Marchetti is part of an interdisciplinary team established to study and protect a particular mangrove forest near La Manzanilla, a small fishing and tourist town in Jalisco state, south of Puerto Vallarta. He is joined in the program by professors from the University of Nevada–Reno, the University of South Florida, the University of Guadalajara and CSU Channel Islands.
The project is funded by EarthWatch, a nonprofit environmental-research group.
Joining Marchetti at a camp and research station set up under the thick canopy were six fellow teachers and 12 students. They shared the space with herons and egrets, a wide variety of fish and a number of endangered American crocodiles that were three to four meters long.
The mangrove system borders the town, but the team’s camp was set up on the beach, on the edge of a tropical bayou.
Mangroves grow in the waterlogged, salty soils of sheltered tropical and subtropical shores, serving as a bridge between terrestrial and marine environments. They have adapted to twice-a-day tidal flows, as well as twice-monthly spring and neap tides, and are noted for their distinctive nests of stilt-like roots that allow them to thrive in the salty, oxygen-poor soil of the coastal zone. The roots absorb oxygen from the air, while the trees’ leaves can excrete excess salt.
The forests are hosts for a wide range of aquatic and salt-tolerant plants, and together they provide nursery habitat for a vast array of aquatic animal species, including many coral reef and commercially important fish species.
La Manzanilla’s forest is located on a small tropical bayou. It’s a peaceful place, Marchetti says. Yes, there are crocodiles around, but the researchers stay in their boats, so there’s no danger. The sounds of the ocean drift into camp, but it’s fairly quiet during the day, except in the morning, when the air comes alive with bird sounds.
There are four distinct ecosystems in the area: stream, mangrove forest, marine and coral reef. As a fisheries biologist, Marchetti is interested in studying where ecosystems come together as well as possibly seeing how damage to one system can affect the others. Coral reefs and mangroves are often found in the same neighborhoods, and with both disappearing rapidly, scientists are eager to determine how degradation of the mangroves contributes to coral reef destruction.
Marchetti will return to La Manzanilla for the summer rainy season, and next January he’ll take several students with him to learn about the ecosystems, a rare opportunity for those attending landlocked Chico State.

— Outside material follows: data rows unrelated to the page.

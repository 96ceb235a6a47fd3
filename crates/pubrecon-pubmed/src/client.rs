//! NCBI E-utilities client (esearch + efetch)

use std::cell::Cell;
use std::time::Instant;

use pubrecon_core::{DateRange, LiteratureSource, RawCandidate, SourceError};
use serde::Deserialize;

use crate::config::Config;
use crate::http::get_text;
use crate::parser::parse_efetch_xml;
use crate::query::author_query;

#[derive(Debug, Deserialize)]
struct EsearchResponse {
    esearchresult: EsearchResult,
}

#[derive(Debug, Deserialize)]
struct EsearchResult {
    #[serde(default)]
    idlist: Vec<String>,
    #[serde(default, rename = "ERROR")]
    error: Option<String>,
}

/// Extract the PMID list from an esearch JSON body.
pub fn parse_esearch_json(body: &str) -> Result<Vec<String>, SourceError> {
    let response: EsearchResponse =
        serde_json::from_str(body).map_err(|e| SourceError::Parse(e.to_string()))?;
    if let Some(message) = response.esearchresult.error {
        return Err(SourceError::Query {
            status: None,
            message,
        });
    }
    Ok(response.esearchresult.idlist)
}

/// PubMed as a [`LiteratureSource`].
///
/// Requests are spaced by [`Config::request_interval`] to stay inside the
/// NCBI allowance.
pub struct PubmedClient {
    config: Config,
    last_request: Cell<Option<Instant>>,
}

impl PubmedClient {
    pub fn new(config: Config) -> Self {
        Self {
            config,
            last_request: Cell::new(None),
        }
    }

    fn endpoint(&self, name: &str) -> String {
        format!("{}/{name}", self.config.base_url.trim_end_matches('/'))
    }

    fn params(&self) -> Vec<(&'static str, String)> {
        let mut params = vec![("db", "pubmed".to_string()), ("tool", self.config.tool.clone())];
        if let Some(email) = &self.config.email {
            params.push(("email", email.clone()));
        }
        if let Some(key) = &self.config.api_key {
            params.push(("api_key", key.clone()));
        }
        params
    }

    fn throttle(&self) {
        if let Some(last) = self.last_request.get() {
            let wait = self.config.request_interval().saturating_sub(last.elapsed());
            if !wait.is_zero() {
                std::thread::sleep(wait);
            }
        }
        self.last_request.set(Some(Instant::now()));
    }

    /// PMIDs matching `term`, at most `max_results`.
    pub fn esearch(&self, term: &str) -> Result<Vec<String>, SourceError> {
        let mut params = self.params();
        params.push(("term", term.to_string()));
        params.push(("retmode", "json".to_string()));
        params.push(("retmax", self.config.max_results.to_string()));

        self.throttle();
        let body = get_text(&self.endpoint("esearch.fcgi"), &params)?;
        parse_esearch_json(&body)
    }

    /// Full records for `ids`, fetched in batches of `batch_size`.
    pub fn efetch(&self, ids: &[String]) -> Result<Vec<RawCandidate>, SourceError> {
        let mut records = Vec::with_capacity(ids.len());
        for batch in ids.chunks(self.config.batch_size.max(1)) {
            let mut params = self.params();
            params.push(("id", batch.join(",")));
            params.push(("retmode", "xml".to_string()));

            self.throttle();
            let body = get_text(&self.endpoint("efetch.fcgi"), &params)?;
            let parsed = parse_efetch_xml(&body).map_err(|e| SourceError::Parse(format!("{e:#}")))?;
            log::debug!("efetch: {} ids -> {} records", batch.len(), parsed.len());
            records.extend(parsed);
        }
        Ok(records)
    }
}

impl LiteratureSource for PubmedClient {
    fn name(&self) -> &str {
        "PubMed"
    }

    fn search(
        &self,
        name_variants: &[String],
        range: Option<DateRange>,
    ) -> Result<Vec<RawCandidate>, SourceError> {
        let term = author_query(name_variants, range)?;
        log::debug!("esearch term: {term}");
        let ids = self.esearch(&term)?;
        if ids.is_empty() {
            return Ok(Vec::new());
        }
        self.efetch(&ids)
    }
}
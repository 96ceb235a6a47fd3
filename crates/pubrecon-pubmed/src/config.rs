//! PubMed client configuration

use std::time::Duration;

/// Runtime configuration for the E-utilities client
#[derive(Debug, Clone)]
pub struct Config {
    /// Base URL of the E-utilities endpoints (trailing slash included)
    pub base_url: String,
    /// Contact address sent with every request, as NCBI asks
    pub email: Option<String>,
    /// Tool name sent with every request
    pub tool: String,
    /// NCBI API key; raises the request allowance from 3/s to 10/s
    pub api_key: Option<String>,
    /// `retmax` for esearch
    pub max_results: usize,
    /// Ids per efetch request
    pub batch_size: usize,
}

impl Default for Config {
    fn default() -> Self {
        Self {
            base_url: "https://eutils.ncbi.nlm.nih.gov/entrez/eutils/".to_string(),
            email: None,
            tool: "pubrecon".to_string(),
            api_key: None,
            max_results: 10_000,
            batch_size: 200,
        }
    }
}

impl Config {
    /// Minimum spacing between consecutive requests.
    pub fn request_interval(&self) -> Duration {
        if self.api_key.is_some() {
            Duration::from_millis(110)
        } else {
            Duration::from_millis(350)
        }
    }
}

The class will be on the fish ecology of Mexico, Marchetti explained, and the students will study the fish in all four of the ecosystems. “We will be using nets, traps, snorkeling—not with the crocodiles,” he said, laughing. “It’s hands-on stuff. We’ll be there collecting fish.”
When not chasing fish themselves, the students will be talking to local fishermen to build a history of the fish in the area—what kinds they are catching now and what they were catching before.

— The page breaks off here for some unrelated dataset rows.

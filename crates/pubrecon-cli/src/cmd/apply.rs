//! Apply subcommand - write a match report's actions to the database

use std::path::PathBuf;

use anyhow::{Context, Result};
use clap::Args;
use pubrecon_apply::Applier;
use pubrecon_core::MatchReport;
use pubrecon_store::DuckStore;

use crate::config::Config;

#[derive(Args, Debug)]
pub struct ApplyArgs {
    /// Match report produced by `pubrecon match`
    #[arg(default_value = "match_report.json")]
    pub report: PathBuf,

    /// Database file (default: [database] path from config)
    #[arg(long)]
    pub db: Option<PathBuf>,

    /// Resolve residents and show the plan without writing
    #[arg(long)]
    pub dry_run: bool,

    /// Also print the counters as JSON on stdout
    #[arg(long)]
    pub json: bool,
}

pub fn run(args: ApplyArgs, config: &Config) -> Result<()> {
    let report = MatchReport::load(&args.report)?;
    let db = args.db.unwrap_or_else(|| config.database.path.clone());
    let store = DuckStore::open(&db)?;

    let stats = Applier::new(&store, config.apply_options(args.dry_run)).apply(&report);

    if args.dry_run {
        eprintln!("\nDry run: no changes written to {}", db.display());
    }
    eprintln!("\n{}", stats.format_table());
    if args.json {
        let json = serde_json::to_string_pretty(&stats).context("Failed to serialize stats")?;
        println!("{json}");
    }
    Ok(())
}
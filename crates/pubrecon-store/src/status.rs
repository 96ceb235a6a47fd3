//! Row counts for `pubrecon status`.

use crate::error::StoreError;
use crate::links::orphan_publications;
use crate::query::Conditions;
use crate::schema::Table;
use crate::store::Store;

#[derive(Debug, Clone, PartialEq, Eq)]
pub struct StoreStatus {
    pub tables: Vec<(Table, usize)>,
    /// Publications with no links; anything but 0 means cleanup was skipped
    pub orphans: usize,
}

pub fn status(store: &impl Store) -> Result<StoreStatus, StoreError> {
    let tables = Table::ALL
        .iter()
        .map(|t| Ok((*t, store.count(*t, &Conditions::new())?)))
        .collect::<Result<Vec<_>, StoreError>>()?;
    let orphans = orphan_publications(store)?.len();
    Ok(StoreStatus { tables, orphans })
}
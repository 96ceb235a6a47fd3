use std::fmt;

use crate::schema::{Column, Table};

/// Error from the persistence layer.
#[derive(Debug)]
pub enum StoreError {
    /// Column used against a table it does not belong to
    ColumnMismatch { table: Table, column: Column },
    /// Value of the wrong storage class for its column
    TypeMismatch { column: Column },
    /// DELETE without conditions
    UnboundedDelete(Table),
    /// INSERT without any fields
    EmptyInsert(Table),
    /// Error reported by the database engine
    Database(duckdb::Error),
}

impl fmt::Display for StoreError {
    fn fmt(&self, f: &mut fmt::Formatter<'_>) -> fmt::Result {
        match self {
            Self::ColumnMismatch { table, column } => {
                write!(f, "column {column} does not belong to table {table}")
            }
            Self::TypeMismatch { column } => write!(f, "value has wrong type for column {column}"),
            Self::UnboundedDelete(table) => {
                write!(f, "refusing to delete from {table} without conditions")
            }
            Self::EmptyInsert(table) => write!(f, "insert into {table} has no fields"),
            Self::Database(e) => write!(f, "database error: {e}"),
        }
    }
}

impl std::error::Error for StoreError {
    fn source(&self) -> Option<&(dyn std::error::Error + 'static)> {
        match self {
            Self::Database(e) => Some(e),
            _ => None,
        }
    }
}

impl From<duckdb::Error> for StoreError {
    fn from(e: duckdb::Error) -> Self {
        Self::Database(e)
    }
}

Mangrove systems are heavily threatened everywhere they exist, Marchetti said. That’s because they grow on the coast, where people like to build. Many are harvested for hardwoods, and others are cut down to free up land for farming.
“The town of La Manzanilla is growing by leaps and bounds, and one of the things they’re thinking of doing is dumping raw sewage into the mangroves,” Marchetti added. “This would clearly be a bad thing for the mangrove, and our group wanted to study the grove before the plant comes online and starts dumping sewage.”

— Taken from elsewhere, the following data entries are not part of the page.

//! Fuzzy resident-name and publication matching.

use serde::{Deserialize, Serialize};

use crate::model::{CandidatePublication, PaperRef, ResidentRecord};
use crate::similarity::ratio;

/// Minimum (exclusive) name similarity for a resident match.
pub const NAME_THRESHOLD: f64 = 0.80;
/// Minimum (exclusive) title similarity when the journals overlap.
pub const JOURNAL_TITLE_THRESHOLD: f64 = 0.80;
/// Minimum (exclusive) title similarity when journals are ignored.
pub const FALLBACK_TITLE_THRESHOLD: f64 = 0.85;

/// A resident selected by [`match_resident`].
#[derive(Debug, Clone, Copy)]
pub struct NameMatch<'a> {
    pub resident: &'a ResidentRecord,
    pub score: f64,
}

/// Highest-scoring resident for `query` by `"first last"` similarity, with
/// no threshold applied.
///
/// Candidates are visited in id order and the first one at the maximum
/// score wins.
pub fn best_resident<'a>(query: &str, candidates: &'a [ResidentRecord]) -> Option<NameMatch<'a>> {
    let mut ordered: Vec<&ResidentRecord> = candidates.iter().collect();
    ordered.sort_by_key(|r| r.id);

    let mut best: Option<NameMatch<'a>> = None;
    for resident in ordered {
        let score = ratio(query, &resident.display_name());
        if best.map_or(true, |b| score > b.score) {
            best = Some(NameMatch { resident, score });
        }
    }
    best
}

/// [`best_resident`], accepted only when the score is strictly above `threshold`.
pub fn match_resident<'a>(
    query: &str,
    candidates: &'a [ResidentRecord],
    threshold: f64,
) -> Option<NameMatch<'a>> {
    best_resident(query, candidates).filter(|m| m.score > threshold)
}

/// How the journal-free fallback pass picks among qualifying candidates.
#[derive(Debug, Clone, Copy, PartialEq, Eq, Default, Serialize, Deserialize)]
#[serde(rename_all = "lowercase")]
pub enum FallbackMode {
    /// First candidate above the threshold, in corpus order
    #[default]
    First,
    /// Highest-scoring candidate above the threshold
    Best,
}

/// Matches curated `{title, journal}` pairs against harvested candidates.
#[derive(Debug, Clone, Copy, PartialEq)]
pub struct PublicationMatcher {
    pub journal_title_threshold: f64,
    pub fallback_title_threshold: f64,
    pub fallback: FallbackMode,
}

impl Default for PublicationMatcher {
    fn default() -> Self {
        Self {
            journal_title_threshold: JOURNAL_TITLE_THRESHOLD,
            fallback_title_threshold: FALLBACK_TITLE_THRESHOLD,
            fallback: FallbackMode::default(),
        }
    }
}

/// Journals overlap when either normalized name contains the other.
pub fn journals_overlap(a: &str, b: &str) -> bool {
    let a = a.trim().to_lowercase();
    let b = b.trim().to_lowercase();
    a.contains(&b) || b.contains(&a)
}

impl PublicationMatcher {
    /// Find the candidate corresponding to `paper`.
    ///
    /// Pass 1 accepts the first candidate whose journal overlaps and whose
    /// title clears `journal_title_threshold`. Only if that finds nothing,
    /// pass 2 ignores journals and applies the stricter
    /// `fallback_title_threshold`.
    pub fn find<'a>(
        &self,
        paper: &PaperRef,
        candidates: &'a [CandidatePublication],
    ) -> Option<&'a CandidatePublication> {
        let journal_gated = candidates.iter().find(|c| {
            journals_overlap(&paper.journal, &c.journal)
                && ratio(&paper.title, &c.title) > self.journal_title_threshold
        });
        if journal_gated.is_some() {
            return journal_gated;
        }

        match self.fallback {
            FallbackMode::First => candidates
                .iter()
                .find(|c| ratio(&paper.title, &c.title) > self.fallback_title_threshold),
            FallbackMode::Best => {
                let mut best: Option<(&CandidatePublication, f64)> = None;
                for c in candidates {
                    let score = ratio(&paper.title, &c.title);
                    if score > self.fallback_title_threshold
                        && best.map_or(true, |(_, s)| score > s)
                    {
                        best = Some((c, score));
                    }
                }
                best.map(|(c, _)| c)
            }
        }
    }
}

#[cfg(test)]
mod tests {
    use super::*;
    use chrono::NaiveDate;

    fn resident(id: i64, first: &str, last: &str) -> ResidentRecord {
        ResidentRecord {
            id,
            first_name: first.to_string(),
            middle_name: None,
            last_name: last.to_string(),
            match_year: 2015,
            grad_year: 2021,
        }
    }

    fn candidate(title: &str, journal: &str) -> CandidatePublication {
        CandidatePublication {
            title: title.to_string(),
            journal: journal.to_string(),
            publication_date: NaiveDate::from_ymd_opt(2020, 1, 1).unwrap(),
            doi: None,
            authors: Vec::new(),
            authorship: None,
        }
    }

    fn paper(title: &str, journal: &str) -> PaperRef {
        PaperRef {
            title: title.to_string(),
            journal: journal.to_string(),
        }
    }

    #[test]
    fn exact_name_matches() {
        let residents = vec![resident(2, "John", "Roe"), resident(1, "Jane", "Doe")];
        let m = match_resident("jane  DOE", &residents, NAME_THRESHOLD).unwrap();
        assert_eq!(m.resident.id, 1);
        assert_eq!(m.score, 1.0);
    }

    #[test]
    fn short_form_of_name_is_rejected() {
        let residents = vec![resident(1, "Jonathan", "Doe")];
        assert!(match_resident("Jon Doe", &residents, NAME_THRESHOLD).is_none());
    }

    #[test]
    fn score_at_threshold_is_rejected() {
        // "ab ce" vs "ab cd" scores exactly 0.8
        let residents = vec![resident(1, "ab", "cd")];
        assert!(match_resident("ab ce", &residents, NAME_THRESHOLD).is_none());
        assert!(match_resident("ab ce", &residents, 0.79).is_some());
    }

    #[test]
    fn tie_goes_to_lowest_id() {
        let residents = vec![resident(9, "Jane", "Doe"), resident(3, "Jane", "Doe")];
        let m = match_resident("Jane Doe", &residents, NAME_THRESHOLD).unwrap();
        assert_eq!(m.resident.id, 3);
    }

    #[test]
    fn best_resident_ignores_threshold() {
        let residents = vec![resident(1, "Jonathan", "Doe")];
        let best = best_resident("Jon Doe", &residents).unwrap();
        assert!((best.score - 14.0 / 19.0).abs() < 1e-9);
    }

    #[test]
    fn no_candidates() {
        assert!(match_resident("Jane Doe", &[], NAME_THRESHOLD).is_none());
    }

    #[test]
    fn journal_overlap_is_substring_either_way() {
        assert!(journals_overlap("JAMA", "JAMA Surgery"));
        assert!(journals_overlap(" jama surgery ", "JAMA"));
        assert!(!journals_overlap("Lancet", "JAMA"));
    }

    #[test]
    fn journal_gated_pass_uses_lower_threshold() {
        let matcher = PublicationMatcher::default();
        // 0.8 < score <= 0.85: accepted only with corroborating journal
        let target = paper("Outcomes in surgery residents", "JAMA");
        let cands = vec![candidate("Outcomes of surgical residents", "JAMA Surgery")];
        let score = ratio(&target.title, &cands[0].title);
        assert!(score > 0.80 && score <= 0.85, "score {score}");
        assert!(matcher.find(&target, &cands).is_some());

        let elsewhere = vec![candidate("Outcomes of surgical residents", "Lancet")];
        assert!(matcher.find(&target, &elsewhere).is_none());
    }

    #[test]
    fn fallback_ignores_journal() {
        let matcher = PublicationMatcher::default();
        let cands = vec![candidate("Study of X in adults", "Lancet")];
        let found = matcher.find(&paper("Study of X in adults.", "JAMA"), &cands);
        assert_eq!(found.unwrap().journal, "Lancet");
    }

    #[test]
    fn fallback_first_versus_best() {
        let target = paper("Long term study of outcome X", "Unknown");
        let cands = vec![
            candidate("Long term study of outcomes X", "A"),
            candidate("Long term study of outcome X", "B"),
        ];
        let first = PublicationMatcher::default();
        assert_eq!(first.find(&target, &cands).unwrap().journal, "A");

        let best = PublicationMatcher {
            fallback: FallbackMode::Best,
            ..PublicationMatcher::default()
        };
        assert_eq!(best.find(&target, &cands).unwrap().journal, "B");
    }

    #[test]
    fn nothing_above_threshold() {
        let matcher = PublicationMatcher::default();
        let cands = vec![candidate("Completely different", "JAMA")];
        assert!(matcher.find(&paper("Study of X", "JAMA"), &cands).is_none());
        assert!(matcher.find(&paper("Study of X", "JAMA"), &[]).is_none());
    }

    #[test]
    fn fallback_mode_deserializes_lowercase() {
        let mode: FallbackMode = serde_json::from_str("\"best\"").unwrap();
        assert_eq!(mode, FallbackMode::Best);
    }
}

Part of the program is working with the town to try to find a way to keep the mangrove system safe, and explaining just how impacts on the mangroves affect the local fisheries. “When the local people have an interest in the ecology of the system, they tend to take care of it,” Marchetti said.
While it is too early to tell, Marchetti said he is hopeful, saying that the locals really like the crocodiles and want to protect them. Land owners as well as the city are both willing to work with the new program, and over the next two years Marchetti and the rest of the group hope to find a way to protect the tropical bayou and its rare crocodiles while also allowing the town to grow.